After locating the line with "filename crates/atlas-pipeline-core/src/export.rs" in the data that follows, return it and every later line exactly, up to and including the line with "hash per atlas.".

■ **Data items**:
★ ★ ★ ★ ★ ★ ★

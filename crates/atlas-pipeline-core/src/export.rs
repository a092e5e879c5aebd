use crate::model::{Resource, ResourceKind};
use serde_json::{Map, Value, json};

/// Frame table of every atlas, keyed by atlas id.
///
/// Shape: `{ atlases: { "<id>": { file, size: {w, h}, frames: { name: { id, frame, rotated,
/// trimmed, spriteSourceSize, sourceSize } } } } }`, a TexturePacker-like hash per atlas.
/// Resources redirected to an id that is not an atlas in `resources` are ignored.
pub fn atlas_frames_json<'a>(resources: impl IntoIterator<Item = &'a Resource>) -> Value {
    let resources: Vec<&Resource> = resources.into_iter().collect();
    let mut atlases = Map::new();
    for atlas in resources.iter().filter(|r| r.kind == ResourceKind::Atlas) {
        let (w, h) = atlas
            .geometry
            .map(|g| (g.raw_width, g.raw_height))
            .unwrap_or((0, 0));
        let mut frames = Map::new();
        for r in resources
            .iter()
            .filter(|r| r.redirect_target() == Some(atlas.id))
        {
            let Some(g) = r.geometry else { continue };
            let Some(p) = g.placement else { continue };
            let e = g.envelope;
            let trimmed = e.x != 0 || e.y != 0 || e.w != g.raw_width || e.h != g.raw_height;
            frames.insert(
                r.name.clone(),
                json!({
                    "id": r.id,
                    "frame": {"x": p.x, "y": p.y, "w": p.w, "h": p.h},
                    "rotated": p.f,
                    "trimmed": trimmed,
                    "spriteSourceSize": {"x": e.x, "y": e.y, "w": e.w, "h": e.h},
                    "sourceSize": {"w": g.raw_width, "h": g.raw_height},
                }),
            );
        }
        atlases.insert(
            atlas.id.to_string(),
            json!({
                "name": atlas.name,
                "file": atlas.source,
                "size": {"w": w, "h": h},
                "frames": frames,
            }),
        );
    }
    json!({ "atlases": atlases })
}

★ ★ ★ ★ ★ ★ ★

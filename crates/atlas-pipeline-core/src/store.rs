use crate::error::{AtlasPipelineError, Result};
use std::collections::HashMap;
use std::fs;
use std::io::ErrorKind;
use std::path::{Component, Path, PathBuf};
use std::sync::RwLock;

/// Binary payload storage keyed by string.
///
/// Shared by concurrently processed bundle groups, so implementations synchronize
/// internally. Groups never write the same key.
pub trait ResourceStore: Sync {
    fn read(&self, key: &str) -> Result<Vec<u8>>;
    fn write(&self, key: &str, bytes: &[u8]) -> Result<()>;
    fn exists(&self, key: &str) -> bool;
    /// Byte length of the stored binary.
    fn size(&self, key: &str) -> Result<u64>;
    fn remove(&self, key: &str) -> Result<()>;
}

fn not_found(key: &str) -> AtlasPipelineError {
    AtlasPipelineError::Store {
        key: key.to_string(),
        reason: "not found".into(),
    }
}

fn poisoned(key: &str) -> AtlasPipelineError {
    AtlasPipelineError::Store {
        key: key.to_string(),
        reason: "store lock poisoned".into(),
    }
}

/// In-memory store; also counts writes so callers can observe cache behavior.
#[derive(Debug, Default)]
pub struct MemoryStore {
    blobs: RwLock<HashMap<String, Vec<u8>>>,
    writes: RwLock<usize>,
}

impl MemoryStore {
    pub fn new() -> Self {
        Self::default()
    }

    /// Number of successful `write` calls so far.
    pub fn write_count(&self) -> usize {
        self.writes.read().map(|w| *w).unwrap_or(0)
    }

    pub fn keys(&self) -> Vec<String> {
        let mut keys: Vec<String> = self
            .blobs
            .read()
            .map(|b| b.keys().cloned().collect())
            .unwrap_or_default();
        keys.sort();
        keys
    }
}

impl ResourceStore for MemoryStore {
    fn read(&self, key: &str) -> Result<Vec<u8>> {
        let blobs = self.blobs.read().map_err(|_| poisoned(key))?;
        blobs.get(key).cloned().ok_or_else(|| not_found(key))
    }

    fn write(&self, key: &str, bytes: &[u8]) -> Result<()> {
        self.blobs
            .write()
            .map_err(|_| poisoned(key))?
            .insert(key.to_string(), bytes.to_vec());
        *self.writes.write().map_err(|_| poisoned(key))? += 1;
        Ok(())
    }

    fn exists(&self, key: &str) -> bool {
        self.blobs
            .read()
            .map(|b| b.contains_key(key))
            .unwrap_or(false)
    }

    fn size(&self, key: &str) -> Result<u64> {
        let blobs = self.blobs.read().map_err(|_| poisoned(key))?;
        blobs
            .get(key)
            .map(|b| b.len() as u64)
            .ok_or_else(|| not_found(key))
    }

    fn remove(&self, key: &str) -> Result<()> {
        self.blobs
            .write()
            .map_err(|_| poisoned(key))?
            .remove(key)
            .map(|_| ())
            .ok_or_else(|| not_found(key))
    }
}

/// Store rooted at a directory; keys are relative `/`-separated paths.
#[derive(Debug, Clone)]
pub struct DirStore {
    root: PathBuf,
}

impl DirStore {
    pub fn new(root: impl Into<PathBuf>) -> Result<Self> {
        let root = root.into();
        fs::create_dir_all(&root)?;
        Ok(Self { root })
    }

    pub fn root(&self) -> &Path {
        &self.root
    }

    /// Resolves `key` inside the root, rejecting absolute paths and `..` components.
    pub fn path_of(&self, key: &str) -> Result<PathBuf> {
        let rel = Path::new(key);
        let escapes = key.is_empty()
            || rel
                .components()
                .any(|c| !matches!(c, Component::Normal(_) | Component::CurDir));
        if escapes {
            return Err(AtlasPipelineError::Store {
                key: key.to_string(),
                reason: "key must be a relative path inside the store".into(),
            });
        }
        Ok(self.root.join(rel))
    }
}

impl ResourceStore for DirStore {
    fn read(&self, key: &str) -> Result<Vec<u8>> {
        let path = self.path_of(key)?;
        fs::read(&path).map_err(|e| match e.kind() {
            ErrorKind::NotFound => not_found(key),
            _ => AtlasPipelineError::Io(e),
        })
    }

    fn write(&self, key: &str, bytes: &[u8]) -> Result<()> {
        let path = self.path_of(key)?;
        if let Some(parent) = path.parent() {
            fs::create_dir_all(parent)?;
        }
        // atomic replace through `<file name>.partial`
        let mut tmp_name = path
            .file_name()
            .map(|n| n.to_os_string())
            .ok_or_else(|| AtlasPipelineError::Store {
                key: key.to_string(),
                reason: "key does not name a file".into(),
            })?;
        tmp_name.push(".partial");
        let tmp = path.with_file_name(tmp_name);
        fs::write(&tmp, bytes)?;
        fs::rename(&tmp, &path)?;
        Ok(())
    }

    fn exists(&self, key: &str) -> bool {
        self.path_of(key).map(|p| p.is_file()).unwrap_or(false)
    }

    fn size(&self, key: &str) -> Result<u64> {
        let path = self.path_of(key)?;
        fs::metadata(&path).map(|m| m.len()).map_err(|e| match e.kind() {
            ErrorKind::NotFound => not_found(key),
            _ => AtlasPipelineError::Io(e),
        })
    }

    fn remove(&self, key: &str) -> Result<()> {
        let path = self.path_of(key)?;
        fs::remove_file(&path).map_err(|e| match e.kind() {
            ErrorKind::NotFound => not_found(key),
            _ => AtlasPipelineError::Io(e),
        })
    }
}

★ ★ ★ ★ ★ ★ ★

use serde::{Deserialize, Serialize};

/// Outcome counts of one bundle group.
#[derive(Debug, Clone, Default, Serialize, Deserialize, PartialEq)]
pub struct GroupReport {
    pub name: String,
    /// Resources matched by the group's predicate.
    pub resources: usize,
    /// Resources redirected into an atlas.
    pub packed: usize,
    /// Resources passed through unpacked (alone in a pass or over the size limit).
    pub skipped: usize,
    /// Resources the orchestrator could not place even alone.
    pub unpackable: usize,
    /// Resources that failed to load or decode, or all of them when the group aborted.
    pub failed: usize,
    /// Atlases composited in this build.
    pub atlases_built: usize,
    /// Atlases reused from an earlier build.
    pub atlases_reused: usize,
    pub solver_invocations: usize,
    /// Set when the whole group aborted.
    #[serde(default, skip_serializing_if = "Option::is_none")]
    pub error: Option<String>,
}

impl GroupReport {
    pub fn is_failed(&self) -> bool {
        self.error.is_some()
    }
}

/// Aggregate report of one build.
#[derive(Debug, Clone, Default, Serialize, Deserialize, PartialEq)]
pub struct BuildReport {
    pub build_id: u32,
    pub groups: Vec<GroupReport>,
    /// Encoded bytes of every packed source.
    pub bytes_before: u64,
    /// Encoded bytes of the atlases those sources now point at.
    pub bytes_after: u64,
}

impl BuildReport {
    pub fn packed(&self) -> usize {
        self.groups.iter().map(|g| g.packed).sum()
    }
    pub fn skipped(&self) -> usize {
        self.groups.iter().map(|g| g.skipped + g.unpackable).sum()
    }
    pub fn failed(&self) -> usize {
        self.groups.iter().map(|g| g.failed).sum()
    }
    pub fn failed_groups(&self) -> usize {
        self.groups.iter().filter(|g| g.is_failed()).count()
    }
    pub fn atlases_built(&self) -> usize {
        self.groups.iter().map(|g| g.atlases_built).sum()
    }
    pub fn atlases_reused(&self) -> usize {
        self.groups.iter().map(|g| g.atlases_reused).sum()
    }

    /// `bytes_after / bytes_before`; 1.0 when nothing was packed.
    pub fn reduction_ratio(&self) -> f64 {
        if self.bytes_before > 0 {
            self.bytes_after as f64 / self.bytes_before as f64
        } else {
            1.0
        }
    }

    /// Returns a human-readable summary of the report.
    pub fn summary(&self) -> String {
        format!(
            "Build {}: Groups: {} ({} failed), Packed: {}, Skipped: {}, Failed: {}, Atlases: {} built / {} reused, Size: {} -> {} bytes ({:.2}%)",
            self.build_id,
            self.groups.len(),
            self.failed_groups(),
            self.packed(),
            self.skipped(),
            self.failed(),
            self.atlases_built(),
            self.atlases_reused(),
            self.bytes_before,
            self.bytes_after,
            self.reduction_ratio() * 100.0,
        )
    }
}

★ ★ ★ ★ ★ ★ ★

■ **SOLUTION TO THIS TASK**:
filename crates/atlas-pipeline-core/src/export.rs
repository a092e5e879c5aebd
use crate::model::{Resource, ResourceKind};
use serde_json::{Map, Value, json};

/// Frame table of every atlas, keyed by atlas id.
///
/// Shape: `{ atlases: { "<id>": { file, size: {w, h}, frames: { name: { id, frame, rotated,
/// trimmed, spriteSourceSize, sourceSize } } } } }`, a TexturePacker-like hash per atlas.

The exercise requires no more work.